Tais políticas - a mobilização de confederações camponesas, organizações baseadas na identidade racial ou étnica, e grupos feministas, como substitutos da classe trabalhadora - são inadequadas para lidar com a pandemia. Por que os trabalhadores deveriam implorar por doações de alimentos 'alternativos', quando é a classe trabalhadora que transporta, processa e comercializa alimentos na principal cadeia produtiva industrial de alimentos? Como a austeridade da burguesia e o seu impacto devastador na saúde pública em todo o mundo pode ser impedida apenas pelos movimentos locais de grupos camponeses, indígenas e de mulheres? Por que a população deveria se satisfazer com máscaras de pano feitas à mão, quando máscaras mais seguras e eficazes e outros equipamentos de proteção podem ser fabricados de forma mais eficiente nas fábricas?
Se os agentes políticos que dirigem o EBFI fossem honestos em sua resposta, eles diriam: A população deve aceitar máscaras feitas à mão para que as fábricas possam ficar sob o controle dos bancos e da classe dominante, e para que os dividendos das ações continuem entrando em nossos próprios portifólios de ações. Se isso custar milhões de vidas, eles acrescentariam, que assim seja.
A ameaça a bilhões de vidas pela pandemia revelou o conflito irreconciliável entre os interesses dos trabalhadores e aqueles representados pela pseudo-esquerda pequeno-burguesa. Esse conflito está na base da defesa ao longo de décadas e sustentada em princípios do CIQI das tradições da Revolução de Outubro e do trotskismo contra organizações como o EBFI.

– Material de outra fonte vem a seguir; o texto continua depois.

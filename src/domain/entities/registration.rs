use serde::Deserialize;
use std::borrow::Cow;
use std::fmt;
use validator::{Validate, ValidationError};

use crate::utils::validation::{PASSWORD_MISMATCH, validate_passwords_match};

/// Values submitted by the registration form.
///
/// Built from form state at submit time and dropped once the submission
/// resolves. The username is stored as typed; it is lower-cased only when the
/// request is handed to the backend.
#[derive(Clone, Deserialize, Validate)]
#[validate(schema(function = "passwords_match"))]
pub struct RegistrationRequest {
    #[validate(email(message = "Please enter a valid email address"))]
    pub email: String,

    #[validate(length(min = 1, message = "Username is required"))]
    pub username: String,

    #[validate(length(min = 1, message = "Password is required"))]
    pub password: String,

    #[validate(length(min = 1, message = "Please confirm your password"))]
    pub confirm_password: String,
}

impl RegistrationRequest {
    pub fn new(
        email: impl Into<String>,
        username: impl Into<String>,
        password: impl Into<String>,
        confirm_password: impl Into<String>,
    ) -> Self {
        Self {
            email: email.into(),
            username: username.into(),
            password: password.into(),
            confirm_password: confirm_password.into(),
        }
    }

    /// Username as sent to the backend.
    pub fn normalized_username(&self) -> String {
        self.username.to_lowercase()
    }
}

impl fmt::Debug for RegistrationRequest {
    fn fmt(&self, f: &mut fmt::Formatter<'_>) -> fmt::Result {
        f.debug_struct("RegistrationRequest")
            .field("email", &self.email)
            .field("username", &self.username)
            .field("password", &"***")
            .field("confirm_password", &"***")
            .finish()
    }
}

fn passwords_match(request: &RegistrationRequest) -> Result<(), ValidationError> {
    validate_passwords_match(&request.password, &request.confirm_password).map_err(|_| {
        ValidationError::new(PASSWORD_MISMATCH)
            .with_message(Cow::Borrowed("Passwords do not match"))
    })
}

/// Lifecycle of one registration form.
///
/// ```text
/// Idle --submit--> Loading --ok--> Registered
///                     |
///                     +--error--> Idle (or Registered, if it was before)
/// ```
#[derive(Debug, Clone, Copy, PartialEq, Eq, Default)]
pub enum RegistrationState {
    #[default]
    Idle,
    Loading,
    Registered,
}
#![allow(dead_code)]

use async_trait::async_trait;
use chrono::{Duration, Utc};
use std::sync::{Arc, Mutex};
use tokio::sync::Notify;
use vastdime_web::domain::entities::Session;
use vastdime_web::domain::errors::{IdentityError, RegistrationError};
use vastdime_web::domain::ports::{IdentityProvider, RegistrationBackend};
use vastdime_web::state::AppState;

pub const VALID_TOKEN: &str = "valid-token";
pub const VALID_PASSWORD: &str = "correct-password";
pub const SHARE_HOST: &str = "www.vastdime.com";

/// Backend that records accepted registrations and fails with a preset error.
#[derive(Default)]
pub struct FakeBackend {
    pub registered: Mutex<Vec<(String, String)>>,
    failure: Mutex<Option<RegistrationError>>,
}

impl FakeBackend {
    pub fn fail_with(&self, error: RegistrationError) {
        *self.failure.lock().unwrap() = Some(error);
    }

    pub fn registered(&self) -> Vec<(String, String)> {
        self.registered.lock().unwrap().clone()
    }
}

#[async_trait]
impl RegistrationBackend for FakeBackend {
    async fn register(
        &self,
        email: &str,
        username: &str,
        _password: &str,
    ) -> Result<(), RegistrationError> {
        if let Some(error) = self.failure.lock().unwrap().clone() {
            return Err(error);
        }
        self.registered
            .lock()
            .unwrap()
            .push((email.to_string(), username.to_string()));
        Ok(())
    }
}

/// Identity provider accepting [`VALID_PASSWORD`] and [`VALID_TOKEN`] only.
#[derive(Default)]
pub struct FakeIdentity {
    pub verification_emails: Mutex<Vec<String>>,
    pub verification_sent: Notify,
    pub unavailable: Mutex<bool>,
}

impl FakeIdentity {
    pub fn go_down(&self) {
        *self.unavailable.lock().unwrap() = true;
    }

    fn check_up(&self) -> Result<(), IdentityError> {
        if *self.unavailable.lock().unwrap() {
            return Err(IdentityError::Upstream("connection refused".to_string()));
        }
        Ok(())
    }
}

#[async_trait]
impl IdentityProvider for FakeIdentity {
    async fn sign_in(&self, email: &str, password: &str) -> Result<Session, IdentityError> {
        self.check_up()?;
        if password != VALID_PASSWORD {
            return Err(IdentityError::InvalidCredentials);
        }
        Ok(Session {
            id_token: VALID_TOKEN.to_string(),
            local_id: "uid-1".to_string(),
            email: email.to_string(),
            expires_at: Utc::now() + Duration::seconds(3600),
        })
    }

    async fn send_verification_email(&self, session: &Session) -> Result<(), IdentityError> {
        self.check_up()?;
        self.verification_emails
            .lock()
            .unwrap()
            .push(session.email.clone());
        self.verification_sent.notify_one();
        Ok(())
    }

    async fn verify_session(&self, id_token: &str) -> Result<bool, IdentityError> {
        self.check_up()?;
        Ok(id_token == VALID_TOKEN)
    }
}

pub fn create_test_state() -> (AppState, Arc<FakeBackend>, Arc<FakeIdentity>) {
    let backend = Arc::new(FakeBackend::default());
    let identity = Arc::new(FakeIdentity::default());

    let state = AppState::new(backend.clone(), identity.clone(), 100, SHARE_HOST, false);

    (state, backend, identity)
}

A questão decisiva que a classe trabalhadora internacional enfrenta ao entrar em luta é a garantia da sua independência política em relação a essas forças de classe média. Ao verem os trabalhadores construírem comitês de segurança, comitês de ação e outras organizações de luta fora do controle das burocracias sindicais, elas vão procurar intervir. Porém, será para dividir o movimento e vinculá-lo ao sistema capitalista de estados-nação. A alternativa revolucionária para os trabalhadores que buscam defender as suas vidas, condições de vida e as suas organizações de luta é a defesa do internacionalismo marxista do CIQI contra a pseudo-esquerda.